Greater involvement of people living with HIV & AIDS (GIPA) in de-stigmatising the condition is vital to bringing the message to the community and to acting upon it. The GIPA components of peer support and support groups, peer education, advocacy, public education, disclosure and positive living emphasise that HIV & AIDS, and not people living with the disease, is the problem. Knowledge stimulates a positive counter-response: "...those directly affected are integrally involved in decision-making processes, as well as in planning and implementing diverse strategies"(5) such as those outlined above.
Conclusion
In the end, HIV-related stigma reinforces ignorance and pre-existing stigma. It devalues individuals by socially marginalising them, and negatively impacts on HIV mitigations meant to counter the epidemic. Marginalised individuals are gagged and become voiceless, while HIV is left to spread unabated. This results in higher incidences of transmission, re-infection, late or no enrolment in treatment, opportunistic infections, drug resistance, drug-resistant tuberculosis, non-adherence to treatment, and high mortality rates - all of which could have been avoided with early diagnosis, treatment and adherence, complemented by the eradication of stigma.
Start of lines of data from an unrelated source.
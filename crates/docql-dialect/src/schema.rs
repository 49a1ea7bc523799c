//! Schema discovery for schemaless collections.
//!
//! Two strategies, tried in order: a describe-style introspection query
//! (precise per-field nested typing, but rejected by some collection kinds
//! such as pre-aggregated rollups), then sampling a single row (universally
//! available, but blind to fields absent from the sampled document).

use std::collections::HashMap;

use docql_driver::{Connection, Cursor, Error, Params, Result};
use docql_ir::ColumnDescriptor;
use docql_registry::TypeRegistry;

use crate::preparer::IdentifierPreparer;

/// Options for the describe strategy.
#[derive(Debug, Clone)]
pub struct DescribeOptions {
    /// Maximum field-nesting depth the describe query reports.
    pub field_depth: u32,
}

impl Default for DescribeOptions {
    fn default() -> Self {
        Self { field_depth: 1 }
    }
}

pub struct SchemaDiscovery<'r> {
    registry: &'r TypeRegistry,
    preparer: IdentifierPreparer,
}

impl<'r> SchemaDiscovery<'r> {
    pub fn new(registry: &'r TypeRegistry) -> Self {
        Self { registry, preparer: IdentifierPreparer::new() }
    }

    /// Ordered column list for one collection.
    pub fn get_columns(
        &self,
        conn: &Connection,
        workspace: &str,
        collection: &str,
        options: &DescribeOptions,
    ) -> Result<Vec<ColumnDescriptor>> {
        match self.columns_from_describe(conn, workspace, collection, options) {
            Ok(columns) => Ok(columns),
            // The one deliberately absorbed error: a second strategy exists
            // to recover, so a describe failure is control flow, not a fault.
            Err(err) => {
                tracing::debug!(%err, workspace, collection, "describe failed, sampling one row");
                self.columns_from_sample(conn, workspace, collection)
            }
        }
    }

    fn columns_from_describe(
        &self,
        conn: &Connection,
        workspace: &str,
        collection: &str,
        options: &DescribeOptions,
    ) -> Result<Vec<ColumnDescriptor>> {
        let sql = format!(
            "DESCRIBE {} OPTION(max_field_depth = {})",
            self.preparer.quote_qualified(workspace, collection),
            options.field_depth
        );

        // Rollup-style collections reject describe semantics; validate
        // first and abandon the whole strategy on any failure rather than
        // partially trusting its output.
        conn.validate(&sql)?;

        let mut cursor = conn.cursor()?;
        cursor.execute(&sql, &Params::new())?;

        let (field_idx, type_idx) = describe_positions(&mut cursor)?;

        let mut columns = Vec::new();
        while let Some(row) = cursor.fetch_one()? {
            let path = dotted_path(row.get(field_idx))?;
            let tag = row
                .get(type_idx)
                .and_then(|v| v.as_str())
                .ok_or_else(|| Error::Programming("describe row has no type tag".to_string()))?;
            let ty = self.registry.descriptor(tag)?;
            // Describe output certifies non-nullness only for the
            // identifier field itself, not for `__id`-suffixed lookalikes.
            let nullable = path != "_id";
            columns.push(ColumnDescriptor { name: path, ty, nullable, default: None });
        }

        if columns.is_empty() {
            return Err(Error::Programming(format!(
                "describe returned no fields for {workspace}.{collection}"
            )));
        }
        Ok(columns)
    }

    fn columns_from_sample(
        &self,
        conn: &Connection,
        workspace: &str,
        collection: &str,
    ) -> Result<Vec<ColumnDescriptor>> {
        let sql = format!(
            "SELECT * FROM {} LIMIT 1",
            self.preparer.quote_qualified(workspace, collection)
        );
        let mut cursor = conn.cursor()?;
        cursor.execute(&sql, &Params::new())?;

        let columns = cursor
            .description()
            .map_err(|err| in_collection(err, workspace, collection))?
            .map(<[ColumnDescriptor]>::to_vec)
            .unwrap_or_default();

        if columns.is_empty() {
            // An empty schema would be indistinguishable from "collection
            // does not exist", so an empty collection reports a placeholder.
            let null_ty = self.registry.descriptor_of(docql_ir::Kind::Null);
            return Ok(vec![ColumnDescriptor::new("null", null_ty)]);
        }
        Ok(columns)
    }
}

fn describe_positions(cursor: &mut Cursor) -> Result<(usize, usize)> {
    let description = cursor
        .description()?
        .ok_or_else(|| Error::Programming("describe produced no result".to_string()))?;
    let position = |name: &str| {
        description
            .iter()
            .position(|c| c.name == name)
            .ok_or_else(|| Error::Programming(format!("describe result has no `{name}` column")))
    };
    Ok((position("field")?, position("type")?))
}

/// Join the segments of a describe field path with dots.
fn dotted_path(value: Option<&serde_json::Value>) -> Result<String> {
    let segments = value
        .and_then(|v| v.as_array())
        .ok_or_else(|| Error::Programming("describe row has no field path".to_string()))?;
    let parts: Vec<&str> = segments.iter().filter_map(|s| s.as_str()).collect();
    if parts.len() != segments.len() {
        return Err(Error::Programming("describe field path has non-string segments".to_string()));
    }
    Ok(parts.join("."))
}

fn in_collection(err: Error, workspace: &str, collection: &str) -> Error {
    match err {
        Error::Programming(message) => {
            Error::Programming(format!("{message} in collection {workspace}.{collection}"))
        }
        other => other,
    }
}
//! Join-condition rewriting.
//!
//! The engine cannot resolve `workspace.table.column` references inside a
//! join condition when the same physical table also appears
//! workspace-qualified elsewhere in the statement. Re-pointing such columns
//! at an alias named identically to the table breaks the ambiguity without
//! changing semantics.

use docql_ir::{BinOp, Expr, TableRef};

/// One join between two from-items, with an optional explicit alias for the
/// right side.
#[derive(Debug, Clone)]
pub struct JoinClause {
    pub left: TableRef,
    pub right: TableRef,
    pub right_alias: Option<String>,
    pub on: Expr,
}

/// Rewrite a join condition in place.
///
/// Recurses through conjunctive (AND) trees; on every other binary node,
/// each directly referenced column whose owning table is a direct,
/// workspace-qualified collection is re-pointed at a same-named alias.
/// Columns owned by aliases or subqueries are left untouched.
pub fn rewrite_condition(condition: &mut Expr) {
    match condition {
        Expr::BinaryOp { op: BinOp::And, left, right } => {
            rewrite_condition(left);
            rewrite_condition(right);
        }
        Expr::BinaryOp { left, right, .. } => {
            realias_column(left);
            realias_column(right);
        }
        _ => {}
    }
}

fn realias_column(expr: &mut Expr) {
    let Expr::Column { col } = expr else {
        return;
    };
    let Some(TableRef::Collection { workspace: Some(workspace), name }) = &col.table else {
        return;
    };
    if workspace.is_empty() {
        return;
    }
    col.table = Some(TableRef::Alias { name: name.clone() });
}

#[cfg(test)]
mod tests {
    use super::*;
    use docql_ir::ColumnRef;

    fn col(table: Option<TableRef>, name: &str) -> Expr {
        Expr::Column { col: ColumnRef { table, name: name.to_string() } }
    }

    fn collection(workspace: Option<&str>, name: &str) -> TableRef {
        TableRef::Collection {
            workspace: workspace.map(str::to_string),
            name: name.to_string(),
        }
    }

    #[test]
    fn unqualified_tables_are_untouched() {
        let mut cond = Expr::binary(
            BinOp::Eq,
            col(None, "x"),
            col(Some(collection(None, "t2")), "y"),
        );
        let before = cond.clone();
        rewrite_condition(&mut cond);
        assert_eq!(cond, before);
    }

    #[test]
    fn workspace_qualified_columns_get_a_same_named_alias() {
        let mut cond = Expr::binary(
            BinOp::Eq,
            col(Some(collection(Some("s1"), "t1")), "x"),
            col(Some(collection(Some("s2"), "t2")), "y"),
        );
        rewrite_condition(&mut cond);

        let Expr::BinaryOp { left, right, .. } = &cond else { panic!("not binary") };
        let Expr::Column { col: l } = left.as_ref() else { panic!("not a column") };
        let Expr::Column { col: r } = right.as_ref() else { panic!("not a column") };
        assert_eq!(l.table, Some(TableRef::Alias { name: "t1".into() }));
        assert_eq!(r.table, Some(TableRef::Alias { name: "t2".into() }));
    }

    #[test]
    fn aliases_and_subqueries_are_left_alone() {
        let mut cond = Expr::binary(
            BinOp::Eq,
            col(Some(TableRef::Alias { name: "t3".into() }), "y"),
            col(Some(TableRef::Subquery { alias: Some("sq".into()) }), "z"),
        );
        let before = cond.clone();
        rewrite_condition(&mut cond);
        assert_eq!(cond, before);
    }

    #[test]
    fn and_trees_are_rewritten_conjunct_by_conjunct() {
        let qualified = || col(Some(collection(Some("s1"), "t1")), "x");
        let mut cond = Expr::binary(
            BinOp::And,
            Expr::binary(BinOp::Eq, qualified(), col(None, "a")),
            Expr::binary(BinOp::Eq, qualified(), col(None, "b")),
        );
        rewrite_condition(&mut cond);

        let Expr::BinaryOp { left, right, .. } = &cond else { panic!("not binary") };
        for side in [left, right] {
            let Expr::BinaryOp { left: inner, .. } = side.as_ref() else { panic!("not binary") };
            let Expr::Column { col } = inner.as_ref() else { panic!("not a column") };
            assert_eq!(col.table, Some(TableRef::Alias { name: "t1".into() }));
        }
    }
}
Written by: Tumelo Itumeleng Nxumalo (1)
NOTES:
(1) Contact Tumelo Itumeleng Nxumalo through Consultancy Africa Intelligence's HIV & AIDS Unit (hiv.aids@consultancyafrica.com).
(2) Barrett-Grant et al., "HIV/AIDS and the law," AIDS Law (2001).
(3) Malungelo Booi, Lubabalo Ngcukana and Sashni Pather, ‘AIDS rumour kills 5: Mom driven to poison four young kids, then herself,' Times Live, 1 September 2009. Available at http://www.timeslive.co.za.
(4) Gouge, J. et al., "Stigma, identity and resistance among people living with HIV in South Africa," in Journal of Social Aspects of HIV, 6(3): 95.
(5) Morrison, K. "Breaking the cycle: Stigma, discrimination, internal stigma and HIV," in USAID (2006): 10-11.